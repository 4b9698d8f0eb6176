use std::path::PathBuf;
use thiserror::Error;

#[derive(Error, Debug)]
pub enum DocrasterError {
    #[error("Conversion error: {0}")]
    Convert(#[from] ConvertError),

    #[error("Storage error: {0}")]
    Storage(#[from] StorageError),

    #[error("Ingestion error: {0}")]
    Ingest(#[from] IngestError),

    #[error("Pipeline error: {0}")]
    Pipeline(#[from] crate::pipeline::PipelineError),

    #[error("Database error: {0}")]
    Database(#[from] crate::db::DatabaseError),
}

/// Rasterization failures: the source cannot be parsed or the rendering
/// backend cannot produce page images.
#[derive(Error, Debug)]
pub enum ConvertError {
    #[error("Failed to read document '{path}': {source}")]
    ReadDocument {
        path: PathBuf,
        #[source]
        source: std::io::Error,
    },

    #[error("Failed to parse PDF '{path}': {reason}")]
    PdfParse { path: PathBuf, reason: String },

    #[error("Failed to render PDF: {0}")]
    PdfRender(String),

    #[error("Failed to process DOCX: {0}")]
    DocxProcessing(String),

    #[error("Failed to encode page image: {0}")]
    ImageEncode(String),
}

#[derive(Error, Debug)]
pub enum StorageError {
    #[error("Failed to create directory '{path}': {source}")]
    CreateDirectory {
        path: PathBuf,
        #[source]
        source: std::io::Error,
    },

    #[error("Failed to write file '{path}': {source}")]
    WriteFile {
        path: PathBuf,
        #[source]
        source: std::io::Error,
    },

    #[error("Failed to remove file '{path}': {source}")]
    RemoveFile {
        path: PathBuf,
        #[source]
        source: std::io::Error,
    },
}

/// Errors surfaced by the ingestion boundary. The first two are
/// client-facing validation rejections and happen before any record or
/// file is created.
#[derive(Error, Debug)]
pub enum IngestError {
    #[error("No file provided")]
    MissingFile,

    #[error("Unsupported file type: '{0}' (only pdf and docx are accepted)")]
    UnsupportedFormat(String),

    #[error("Document processing failed: {0}")]
    Processing(#[from] crate::pipeline::PipelineError),

    #[error("Storage error: {0}")]
    Storage(#[from] StorageError),

    #[error("Database error: {0}")]
    Database(#[from] crate::db::DatabaseError),

    #[error("No document with id '{0}'")]
    DocumentNotFound(String),
}

pub type Result<T> = std::result::Result<T, DocrasterError>;
//! Conversion pipeline: rasterize a stored document and persist its
//! page records.

pub mod error;
pub mod runner;

pub use error::PipelineError;
pub use runner::Pipeline;
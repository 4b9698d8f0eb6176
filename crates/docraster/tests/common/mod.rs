//! Shared harness for end-to-end tests.
//!
//! Provides an isolated `Ingestor` over a temp media root plus an
//! in-memory database, and builders for real DOCX and PDF fixtures.

#![allow(dead_code)]

use std::io::Write;
use std::path::Path;

use tempfile::TempDir;

use docraster::db::Database;
use docraster::{ConversionConfig, DocumentView, IngestError, Ingestor, MediaStore, Upload};

pub struct TestHarness {
    temp: TempDir,
    pub ingestor: Ingestor,
}

impl TestHarness {
    pub fn new() -> Self {
        Self::with_config(ConversionConfig::default())
    }

    pub fn with_config(config: ConversionConfig) -> Self {
        init_tracing();
        let temp = TempDir::new().unwrap();
        let db = Database::open_in_memory().unwrap();
        let store = MediaStore::new(temp.path());
        let ingestor = Ingestor::new(config, db, store);
        Self { temp, ingestor }
    }

    pub fn media_path(&self) -> &Path {
        self.temp.path()
    }

    pub fn ingest(&self, filename: &str, content: Vec<u8>) -> Result<DocumentView, IngestError> {
        self.ingestor.ingest(Upload {
            filename: filename.to_string(),
            title: None,
            content,
        })
    }

    pub fn page_image(&self, document_id: &str, page_number: u32) -> std::path::PathBuf {
        self.temp
            .path()
            .join(format!("pages/doc_{}_page_{}.jpg", document_id, page_number))
    }
}

/// Installs a subscriber honoring RUST_LOG so failing runs can be
/// re-run with pipeline spans visible. Safe to call from every test.
fn init_tracing() {
    let _ = tracing_subscriber::fmt()
        .with_env_filter(tracing_subscriber::EnvFilter::from_default_env())
        .with_test_writer()
        .try_init();
}

/// True when poppler's pdftoppm is on PATH. PDF rendering tests skip
/// themselves on hosts without it.
pub fn have_pdftoppm() -> bool {
    std::process::Command::new("pdftoppm")
        .arg("-v")
        .output()
        .is_ok()
}

/// Builds a minimal but valid DOCX archive with one `<w:p>` per entry.
pub fn docx_bytes(paragraphs: &[&str]) -> Vec<u8> {
    use zip::write::SimpleFileOptions;

    let body: String = paragraphs
        .iter()
        .map(|p| format!("<w:p><w:r><w:t>{}</w:t></w:r></w:p>", p))
        .collect();
    let xml = format!(
        r#"<?xml version="1.0" encoding="UTF-8" standalone="yes"?>
<w:document xmlns:w="http://schemas.openxmlformats.org/wordprocessingml/2006/main">
<w:body>{}</w:body></w:document>"#,
        body
    );

    let mut archive = zip::ZipWriter::new(std::io::Cursor::new(Vec::new()));
    archive
        .start_file("word/document.xml", SimpleFileOptions::default())
        .unwrap();
    archive.write_all(xml.as_bytes()).unwrap();
    archive.finish().unwrap().into_inner()
}

/// Builds a valid PDF with one page of Courier text per entry.
pub fn pdf_bytes(page_texts: &[&str]) -> Vec<u8> {
    use lopdf::{dictionary, Document, Object, Stream};

    let mut doc = Document::with_version("1.5");
    let pages_id = doc.new_object_id();

    let font_id = doc.add_object(dictionary! {
        "Type" => "Font",
        "Subtype" => "Type1",
        "BaseFont" => "Courier",
    });
    let resources_id = doc.add_object(dictionary! {
        "Font" => dictionary! {
            "F1" => font_id,
        },
    });

    let mut kids: Vec<Object> = Vec::new();
    for text in page_texts {
        let content = format!("BT /F1 12 Tf 50 700 Td ({}) Tj ET", text);
        let content_id = doc.add_object(Object::Stream(Stream::new(
            dictionary! {},
            content.into_bytes(),
        )));
        let page_id = doc.add_object(dictionary! {
            "Type" => "Page",
            "Parent" => pages_id,
            "MediaBox" => vec![0.into(), 0.into(), 612.into(), 792.into()],
            "Resources" => resources_id,
            "Contents" => content_id,
        });
        kids.push(page_id.into());
    }

    doc.objects.insert(
        pages_id,
        Object::Dictionary(dictionary! {
            "Type" => "Pages",
            "Kids" => kids,
            "Count" => page_texts.len() as i64,
        }),
    );

    let catalog_id = doc.add_object(dictionary! {
        "Type" => "Catalog",
        "Pages" => pages_id,
    });
    doc.trailer.set("Root", catalog_id);

    let mut bytes = Vec::new();
    doc.save_to(&mut bytes).unwrap();
    bytes
}
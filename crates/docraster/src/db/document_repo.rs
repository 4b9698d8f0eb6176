//! Document repository — CRUD operations for the `documents` table.

use rusqlite::{params, Row};

use super::{Database, DatabaseError};

/// A raw document row from the database.
#[derive(Debug, Clone)]
pub struct DocumentRow {
    pub id: String,
    pub title: String,
    /// `pdf` or `docx`; parse with [`crate::convert::FileType::parse`].
    pub file_type: String,
    pub source_path: String,
    pub total_pages: u32,
    pub uploaded_at: String,
}

impl DocumentRow {
    fn from_row(row: &Row<'_>) -> Result<Self, rusqlite::Error> {
        Ok(Self {
            id: row.get("id")?,
            title: row.get("title")?,
            file_type: row.get("file_type")?,
            source_path: row.get("source_path")?,
            total_pages: row.get("total_pages")?,
            uploaded_at: row.get("uploaded_at")?,
        })
    }
}

/// Inserts a new document row.
pub fn insert(db: &Database, document: &DocumentRow) -> Result<(), DatabaseError> {
    db.with_conn(|conn| {
        conn.execute(
            "INSERT INTO documents (id, title, file_type, source_path, total_pages, uploaded_at)
             VALUES (?1, ?2, ?3, ?4, ?5, ?6)",
            params![
                document.id,
                document.title,
                document.file_type,
                document.source_path,
                document.total_pages,
                document.uploaded_at,
            ],
        )?;
        Ok(())
    })
}

/// Finds a document by its ID.
pub fn find_by_id(db: &Database, id: &str) -> Result<Option<DocumentRow>, DatabaseError> {
    db.with_conn(|conn| {
        let mut stmt = conn.prepare("SELECT * FROM documents WHERE id = ?1")?;
        let mut rows = stmt.query_map(params![id], DocumentRow::from_row)?;
        match rows.next() {
            Some(Ok(row)) => Ok(Some(row)),
            Some(Err(e)) => Err(DatabaseError::Sqlite(e)),
            None => Ok(None),
        }
    })
}

/// Lists all documents, most recent upload first.
pub fn list(db: &Database) -> Result<Vec<DocumentRow>, DatabaseError> {
    db.with_conn(|conn| {
        let mut stmt =
            conn.prepare("SELECT * FROM documents ORDER BY uploaded_at DESC, id DESC")?;
        let rows: Vec<DocumentRow> = stmt
            .query_map([], DocumentRow::from_row)?
            .collect::<Result<Vec<_>, _>>()?;
        Ok(rows)
    })
}

/// Writes the authoritative page count. Called exactly once per document,
/// by the persistence coordinator.
pub fn set_total_pages(db: &Database, id: &str, total_pages: u32) -> Result<(), DatabaseError> {
    db.with_conn(|conn| {
        conn.execute(
            "UPDATE documents SET total_pages = ?2 WHERE id = ?1",
            params![id, total_pages],
        )?;
        Ok(())
    })
}

/// Deletes a document; page rows go with it via `ON DELETE CASCADE`.
/// Returns whether a row was actually removed.
pub fn delete(db: &Database, id: &str) -> Result<bool, DatabaseError> {
    db.with_conn(|conn| {
        let affected = conn.execute("DELETE FROM documents WHERE id = ?1", params![id])?;
        Ok(affected > 0)
    })
}

#[cfg(test)]
mod tests {
    use super::*;
    use crate::db::page_repo;

    fn test_db() -> Database {
        Database::open_in_memory().expect("Failed to create test database")
    }

    fn sample_document(id: &str) -> DocumentRow {
        DocumentRow {
            id: id.to_string(),
            title: "Quarterly Report".to_string(),
            file_type: "pdf".to_string(),
            source_path: format!("sources/{id}.pdf"),
            total_pages: 0,
            uploaded_at: "2026-01-01T00:00:00Z".to_string(),
        }
    }

    #[test]
    fn test_insert_and_find() {
        let db = test_db();
        insert(&db, &sample_document("doc-1")).unwrap();

        let found = find_by_id(&db, "doc-1").unwrap().unwrap();
        assert_eq!(found.title, "Quarterly Report");
        assert_eq!(found.file_type, "pdf");
        assert_eq!(found.total_pages, 0);
    }

    #[test]
    fn test_find_nonexistent() {
        let db = test_db();
        assert!(find_by_id(&db, "nope").unwrap().is_none());
    }

    #[test]
    fn test_set_total_pages() {
        let db = test_db();
        insert(&db, &sample_document("doc-2")).unwrap();

        set_total_pages(&db, "doc-2", 7).unwrap();

        let found = find_by_id(&db, "doc-2").unwrap().unwrap();
        assert_eq!(found.total_pages, 7);
    }

    #[test]
    fn test_list_orders_most_recent_first() {
        let db = test_db();
        for (id, uploaded_at) in [
            ("old", "2026-01-01T00:00:00Z"),
            ("new", "2026-02-01T00:00:00Z"),
            ("mid", "2026-01-15T00:00:00Z"),
        ] {
            let mut doc = sample_document(id);
            doc.uploaded_at = uploaded_at.to_string();
            insert(&db, &doc).unwrap();
        }

        let ids: Vec<String> = list(&db).unwrap().into_iter().map(|d| d.id).collect();
        assert_eq!(ids, vec!["new", "mid", "old"]);
    }

    #[test]
    fn test_delete_cascades_to_pages() {
        let db = test_db();
        insert(&db, &sample_document("doc-3")).unwrap();
        for n in 1..=2 {
            page_repo::insert(
                &db,
                &page_repo::PageRow {
                    id: format!("page-{n}"),
                    document_id: "doc-3".to_string(),
                    page_number: n,
                    image_path: format!("pages/doc_doc-3_page_{n}.jpg"),
                },
            )
            .unwrap();
        }

        assert!(delete(&db, "doc-3").unwrap());
        assert!(find_by_id(&db, "doc-3").unwrap().is_none());
        assert_eq!(page_repo::count_for_document(&db, "doc-3").unwrap(), 0);
    }

    #[test]
    fn test_delete_missing_reports_false() {
        let db = test_db();
        assert!(!delete(&db, "ghost").unwrap());
    }
}
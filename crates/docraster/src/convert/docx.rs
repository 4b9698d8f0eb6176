//! Synthetic pagination for DOCX.
//!
//! DOCX is a flow format with no fixed pages, so pages are synthesized:
//! the document's paragraphs are read in order as plain text (one line per
//! paragraph; styling, tables and embedded objects are dropped) and
//! accumulated into blocks of `lines_per_page` lines. Each full block is
//! painted as one page image; a trailing partial block becomes the final
//! page. No pagination fidelity with Word's own layout is implied.

use std::io::Read;
use std::path::Path;

use image::RgbImage;
use quick_xml::escape::resolve_predefined_entity;
use quick_xml::events::Event;
use quick_xml::Reader;
use tracing::debug;

use crate::config::ConversionConfig;
use crate::convert::text_image;
use crate::error::ConvertError;

pub fn rasterize_docx(
    path: &Path,
    config: &ConversionConfig,
) -> Result<Vec<RgbImage>, ConvertError> {
    let _span = tracing::info_span!("convert.docx", path = %path.display()).entered();

    let file = std::fs::File::open(path).map_err(|e| ConvertError::ReadDocument {
        path: path.to_path_buf(),
        source: e,
    })?;
    let mut archive = zip::ZipArchive::new(file)
        .map_err(|e| ConvertError::DocxProcessing(format!("Failed to open DOCX: {}", e)))?;

    let paragraphs = extract_paragraphs(&mut archive)?;
    debug!("DOCX parsed: {} paragraphs", paragraphs.len());

    Ok(paginate(&paragraphs, config))
}

/// Chunk paragraph lines into page images. Exactly `lines_per_page`
/// paragraphs per page; any remainder becomes a final page, even a single
/// line. Zero paragraphs produce zero pages.
fn paginate(paragraphs: &[String], config: &ConversionConfig) -> Vec<RgbImage> {
    paragraphs
        .chunks(config.lines_per_page)
        .map(|block| text_image::render_page(&block.join("\n"), config))
        .collect()
}

/// Pull one plain-text line per `w:p` out of `word/document.xml`.
///
/// Empty paragraphs count: they occupy a line on the synthetic page just
/// like a blank line in the source document.
fn extract_paragraphs<R: Read + std::io::Seek>(
    archive: &mut zip::ZipArchive<R>,
) -> Result<Vec<String>, ConvertError> {
    let mut document_xml = archive
        .by_name("word/document.xml")
        .map_err(|e| ConvertError::DocxProcessing(format!("Failed to find document.xml: {}", e)))?;

    let mut xml_content = String::new();
    document_xml
        .read_to_string(&mut xml_content)
        .map_err(|e| ConvertError::DocxProcessing(format!("Failed to read document.xml: {}", e)))?;

    parse_paragraphs(&xml_content)
}

fn parse_paragraphs(xml: &str) -> Result<Vec<String>, ConvertError> {
    let mut reader = Reader::from_str(xml);

    let mut paragraphs = Vec::new();
    let mut current = String::new();
    let mut in_paragraph = false;
    let mut in_text_element = false;

    loop {
        match reader.read_event() {
            Ok(Event::Start(ref e)) => match e.local_name().as_ref() {
                b"p" => {
                    in_paragraph = true;
                    current.clear();
                }
                b"t" => in_text_element = true,
                _ => {}
            },
            Ok(Event::Empty(ref e)) => {
                // Self-closing <w:p/> is an empty paragraph.
                if e.local_name().as_ref() == b"p" {
                    paragraphs.push(String::new());
                }
            }
            Ok(Event::End(ref e)) => match e.local_name().as_ref() {
                b"p" => {
                    if in_paragraph {
                        paragraphs.push(std::mem::take(&mut current));
                        in_paragraph = false;
                    }
                }
                b"t" => in_text_element = false,
                _ => {}
            },
            Ok(Event::Text(e)) => {
                // Only text inside a w:t run counts, so whitespace nodes
                // between elements never reach the paragraph. Run text is
                // taken verbatim; a run's leading or trailing space is part
                // of the paragraph.
                if in_paragraph && in_text_element {
                    let decoded = e.xml_content().unwrap_or_default();
                    current.push_str(&decoded);
                }
            }
            Ok(Event::GeneralRef(ref e)) => {
                // quick-xml emits entity and character references as separate
                // events; resolve them back into the run text.
                if in_paragraph && in_text_element {
                    if let Ok(Some(ch)) = e.resolve_char_ref() {
                        current.push(ch);
                    } else if let Ok(name) = e.xml_content() {
                        if let Some(text) = resolve_predefined_entity(&name) {
                            current.push_str(text);
                        }
                    }
                }
            }
            Ok(Event::Eof) => break,
            Err(e) => {
                return Err(ConvertError::DocxProcessing(format!(
                    "XML parsing error: {}",
                    e
                )));
            }
            _ => {}
        }
    }

    Ok(paragraphs)
}
//! Conversion configuration with documented defaults.
//!
//! Every knob of the rasterizer and the text renderer lives here so the
//! layout contract (canvas size, margins, line budget) is stated in one
//! place and can be loaded from JSON alongside the rest of a deployment's
//! configuration.

use std::path::PathBuf;

use serde::Deserialize;

/// Knobs for document-to-page-image conversion.
///
/// All fields have defaults matching the production layout contract;
/// a deployment normally only ever overrides `poppler_path` or
/// `font_path`.
#[derive(Debug, Clone, Deserialize)]
#[serde(default)]
pub struct ConversionConfig {
    /// Rendering resolution for PDF pages.
    pub dpi: u32,

    /// Paragraph lines accumulated per synthetic DOCX page.
    pub lines_per_page: usize,

    /// Canvas width for synthetic pages, in pixels.
    pub page_width: u32,

    /// Canvas height for synthetic pages, in pixels.
    pub page_height: u32,

    /// Top and left margin of the text area, in pixels. Lines past
    /// `page_height - margin` are dropped.
    pub margin: u32,

    /// Vertical advance per text line, in pixels.
    pub line_height: u32,

    /// Font size for the scalable font, in pixels.
    pub font_size: f32,

    /// Preferred scalable font file. When unset (or unloadable) a fixed
    /// list of common system font locations is probed, and failing that a
    /// built-in bitmap font is used. Font trouble never fails a page.
    pub font_path: Option<PathBuf>,

    /// Directory containing the poppler binaries (`pdftoppm`). When unset,
    /// or when the configured directory does not exist, the binary is
    /// resolved through `$PATH`.
    pub poppler_path: Option<PathBuf>,

    /// JPEG quality for stored page images.
    pub jpeg_quality: u8,
}

impl Default for ConversionConfig {
    fn default() -> Self {
        Self {
            dpi: 150,
            lines_per_page: 30,
            page_width: 800,
            page_height: 1100,
            margin: 50,
            line_height: 25,
            font_size: 16.0,
            font_path: None,
            poppler_path: None,
            jpeg_quality: 85,
        }
    }
}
————————
_ACTION ITEM_. Nothing but a number should be given: how many lines in the listing hold the word "title".

_ANSWER FOR THIS EXERCISE_. 7